The five were well prepared. They carried a large supply of ammunition, a blanket each, and jerked meat. If their food supplies gave out there was the forest swarming with game, and they knew that it swarmed in the same fashion all the way down to New Orleans. They would camp at sunset three or four miles from the Spaniards, keeping watch the night through, and in the morning it was easy enough to take up the trail of Alvarez and his men, which, to their experienced eyes, was like a high road leading through the forest.
One evening just as the sun was setting Henry parted some twining bushes and looked over a cliff. The others came to his side and they, too, looked as he was looking.
At their very feet lay the mighty Mississippi. They had seen it before, but it was never so impressive as now. Great at any time it was in spring flood, rolling a vast, yellow current down toward the Gulf. The waters overflowed on the low, eastern shore, and it was so far across that they could not see the further bank in the shadowed evening. The setting sun, nevertheless, lighted up the middle of the current with blood-red gleams, and the five gazed with a certain awe at the mighty stream, as it flowed ever onward. It was the highly imaginative Paul who was impressed the most.
“We know where it goes to,” he said, “but I wonder where it comes from.”
Henry waved his hand vaguely toward the North.
“Up there somewhere,” he said, “a thousand miles from here, or maybe two thousand. Nobody can tell.”
Paul did not say anything more, but continued to gaze at the vast, yellow current of the Mississippi, coming out of the unknown regions of the far north and flowing into lands of the far south, almost as mysterious and, vague, once belonging to France but now owning the lordship of Spain. It was the homely language of Shif’less Sol that recalled him from his dreams.

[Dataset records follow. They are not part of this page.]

//! Connection diagnostics.

// ============================================================================
// Imports
// ============================================================================

use std::time::{Duration, Instant};

use serde_json::json;

use crate::bridge::Bridge;
use crate::error::Result;
use crate::protocol::Action;

// ============================================================================
// Tools
// ============================================================================

/// `debug_websocket_status`: reports extension-connection diagnostics.
///
/// When connected, a `ping` action measures the extension round trip;
/// its failure is reported inside the result rather than failing the
/// tool.
pub async fn websocket_status(bridge: &Bridge) -> Result<String> {
    let connected = bridge.dispatcher.is_connected();

    let mut status = json!({
        "connected": connected,
        "ws_port": bridge.config.ws_port,
        "mcp_port": bridge.config.mcp_port,
        "pending_requests": bridge.dispatcher.pending_count(),
        "active_monitors": bridge.monitors.session_count(),
        "scripts_configured": bridge.scripts.is_configured(),
        "uptime_seconds": bridge.uptime_seconds(),
        "connected_seconds": bridge.dispatcher.connected_for().map(|d| d.as_secs()),
    });

    if connected {
        let start = Instant::now();
        match bridge
            .dispatcher
            .call(Action::Ping, json!({}), Duration::from_secs(5))
            .await
        {
            Ok(_) => {
                status["ping_ms"] = json!(start.elapsed().as_millis() as u64);
            }
            Err(e) => {
                status["ping_error"] = json!(format!("{} ({})", e, e.kind()));
            }
        }
    }

    Ok(serde_json::to_string_pretty(&status)?)
}

// ============================================================================
// Tests
// ============================================================================

#[cfg(test)]
mod tests {
    use super::*;

    use serde_json::Value;

    use crate::bridge::Bridge;
    use crate::config::ServerConfig;
    use crate::handlers::tests::{fake_bridge, reply};

    #[tokio::test]
    async fn test_status_while_idle() {
        let bridge = Bridge::new(ServerConfig::new());
        let text = websocket_status(&bridge).await.expect("status");
        let status: Value = serde_json::from_str(&text).expect("json");

        assert_eq!(status["connected"], false);
        assert_eq!(status["pending_requests"], 0);
        assert_eq!(status["connected_seconds"], Value::Null);
        assert!(status.get("ping_ms").is_none());
    }

    #[tokio::test]
    async fn test_status_pings_when_connected() {
        let (bridge, mut rx) = fake_bridge();

        let caller = {
            let bridge = bridge.clone();
            tokio::spawn(async move { websocket_status(&bridge).await })
        };

        let frame = rx.recv().await.expect("outbound frame");
        assert_eq!(frame.action, "ping");
        reply(&bridge, &frame, json!({}));

        let text = caller.await.expect("join").expect("status");
        let status: Value = serde_json::from_str(&text).expect("json");
        assert_eq!(status["connected"], true);
        assert!(status["ping_ms"].is_u64());
    }
}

“It’s purty big out thar, an’ looks ez if you couldn’t tamper with it—this here river stands no foolin’—but do you know, Paul, water’s pow’ful friendly. It’s always travelin’ about, always on the move. Land stands still, it’s always thar, an’ never sees nothin’ new, but water jest keeps a’ movin’, seein’ new countries, here to-day, somewhar else to-morrow, lavin’ new banks, breathin’ new air, floatin’ peacefully on to new people, gatherin’ in their talk an’ ways.
“Jest think! This river comes out o’ we don’t know whar, sees all the wilderness, whispers to the bars and buffaloes an’ Injun tribes ez it goes by, takes a look at us standin’ here on the bank, an’, after wonderin’ what we’re about, slips on down hundreds o’ miles to Louisianny, gazin’ at the French thar on the bank at New Orleans, an’ then shoots out into the sea.”
“Thar to be lost,” said the unpoetical Long Jim.